---------- Data excerpts

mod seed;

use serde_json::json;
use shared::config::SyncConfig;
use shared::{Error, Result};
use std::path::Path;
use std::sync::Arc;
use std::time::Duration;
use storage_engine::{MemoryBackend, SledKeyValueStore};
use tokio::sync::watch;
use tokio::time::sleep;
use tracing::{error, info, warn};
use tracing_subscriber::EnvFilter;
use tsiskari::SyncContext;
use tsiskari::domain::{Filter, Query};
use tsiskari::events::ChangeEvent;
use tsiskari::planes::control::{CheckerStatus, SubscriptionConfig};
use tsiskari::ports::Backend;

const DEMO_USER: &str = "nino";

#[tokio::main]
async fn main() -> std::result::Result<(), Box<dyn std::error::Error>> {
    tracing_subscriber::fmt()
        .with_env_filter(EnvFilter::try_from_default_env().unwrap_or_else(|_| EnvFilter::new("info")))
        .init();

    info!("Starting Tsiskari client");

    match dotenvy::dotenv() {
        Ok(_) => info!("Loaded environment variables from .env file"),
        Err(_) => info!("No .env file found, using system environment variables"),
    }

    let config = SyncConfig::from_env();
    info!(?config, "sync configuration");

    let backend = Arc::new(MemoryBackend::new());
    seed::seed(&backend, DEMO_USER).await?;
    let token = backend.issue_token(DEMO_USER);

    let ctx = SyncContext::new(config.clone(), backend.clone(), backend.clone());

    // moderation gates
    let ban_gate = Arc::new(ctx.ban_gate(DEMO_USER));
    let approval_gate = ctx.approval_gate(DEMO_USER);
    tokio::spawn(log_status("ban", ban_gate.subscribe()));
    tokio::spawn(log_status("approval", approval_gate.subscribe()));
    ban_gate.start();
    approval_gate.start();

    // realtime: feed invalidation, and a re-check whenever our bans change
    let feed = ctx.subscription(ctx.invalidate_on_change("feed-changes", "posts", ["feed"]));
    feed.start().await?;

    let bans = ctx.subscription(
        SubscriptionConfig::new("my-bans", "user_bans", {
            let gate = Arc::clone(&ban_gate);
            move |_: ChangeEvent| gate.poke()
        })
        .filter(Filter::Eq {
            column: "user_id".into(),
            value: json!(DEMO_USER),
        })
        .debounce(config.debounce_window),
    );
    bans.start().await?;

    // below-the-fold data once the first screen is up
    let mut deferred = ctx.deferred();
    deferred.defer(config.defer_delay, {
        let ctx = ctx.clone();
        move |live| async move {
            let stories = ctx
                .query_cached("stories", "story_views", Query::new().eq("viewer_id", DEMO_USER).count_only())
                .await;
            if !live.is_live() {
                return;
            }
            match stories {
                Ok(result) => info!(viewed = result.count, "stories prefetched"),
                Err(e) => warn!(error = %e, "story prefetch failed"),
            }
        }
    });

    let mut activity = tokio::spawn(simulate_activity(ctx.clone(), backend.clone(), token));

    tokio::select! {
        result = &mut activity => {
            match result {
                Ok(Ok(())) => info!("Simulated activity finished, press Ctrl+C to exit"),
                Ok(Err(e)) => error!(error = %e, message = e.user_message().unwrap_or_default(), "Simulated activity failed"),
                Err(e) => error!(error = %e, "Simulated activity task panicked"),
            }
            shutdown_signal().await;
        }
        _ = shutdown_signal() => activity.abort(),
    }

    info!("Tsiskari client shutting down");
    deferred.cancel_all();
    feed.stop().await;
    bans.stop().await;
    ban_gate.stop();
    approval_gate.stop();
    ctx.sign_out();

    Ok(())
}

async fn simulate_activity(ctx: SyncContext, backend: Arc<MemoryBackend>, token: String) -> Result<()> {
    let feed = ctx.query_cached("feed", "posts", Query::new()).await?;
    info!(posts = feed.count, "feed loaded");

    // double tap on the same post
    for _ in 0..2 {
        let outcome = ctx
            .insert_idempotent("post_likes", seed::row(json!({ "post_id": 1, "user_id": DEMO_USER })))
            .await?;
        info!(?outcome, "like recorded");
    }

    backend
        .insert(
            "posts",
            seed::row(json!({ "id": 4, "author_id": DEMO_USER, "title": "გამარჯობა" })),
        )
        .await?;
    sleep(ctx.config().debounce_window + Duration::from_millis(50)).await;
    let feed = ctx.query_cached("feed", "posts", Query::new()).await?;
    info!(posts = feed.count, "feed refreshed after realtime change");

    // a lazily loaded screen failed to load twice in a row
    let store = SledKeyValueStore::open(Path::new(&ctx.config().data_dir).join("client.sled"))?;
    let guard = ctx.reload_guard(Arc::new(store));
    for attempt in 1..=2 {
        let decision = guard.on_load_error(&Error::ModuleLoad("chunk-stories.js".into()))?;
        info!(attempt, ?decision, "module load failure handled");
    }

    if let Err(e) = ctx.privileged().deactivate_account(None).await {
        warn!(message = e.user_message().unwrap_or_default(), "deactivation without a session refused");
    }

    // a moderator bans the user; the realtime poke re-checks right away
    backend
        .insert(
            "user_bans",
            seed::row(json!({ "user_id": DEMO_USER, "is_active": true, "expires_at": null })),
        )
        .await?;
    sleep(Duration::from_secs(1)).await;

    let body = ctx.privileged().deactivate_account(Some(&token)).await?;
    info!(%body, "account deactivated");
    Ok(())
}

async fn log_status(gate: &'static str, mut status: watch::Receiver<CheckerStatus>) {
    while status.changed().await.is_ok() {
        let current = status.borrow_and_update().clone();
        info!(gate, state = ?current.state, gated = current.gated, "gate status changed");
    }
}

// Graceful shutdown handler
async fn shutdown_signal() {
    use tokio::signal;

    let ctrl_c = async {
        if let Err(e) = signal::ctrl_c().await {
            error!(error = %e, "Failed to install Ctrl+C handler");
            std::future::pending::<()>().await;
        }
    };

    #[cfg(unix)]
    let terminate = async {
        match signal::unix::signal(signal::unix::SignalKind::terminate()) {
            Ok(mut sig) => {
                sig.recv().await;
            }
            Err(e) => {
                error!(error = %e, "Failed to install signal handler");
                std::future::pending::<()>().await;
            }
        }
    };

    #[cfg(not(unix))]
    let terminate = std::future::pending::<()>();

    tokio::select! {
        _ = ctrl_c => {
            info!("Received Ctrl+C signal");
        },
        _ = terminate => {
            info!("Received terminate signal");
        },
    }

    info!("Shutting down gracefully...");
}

--------------------

▶ [Work item]
Check each line above for the word "SyncConfig" and copy every line that has it.

▶ [Written solution]
use shared::config::SyncConfig;
    let config = SyncConfig::from_env();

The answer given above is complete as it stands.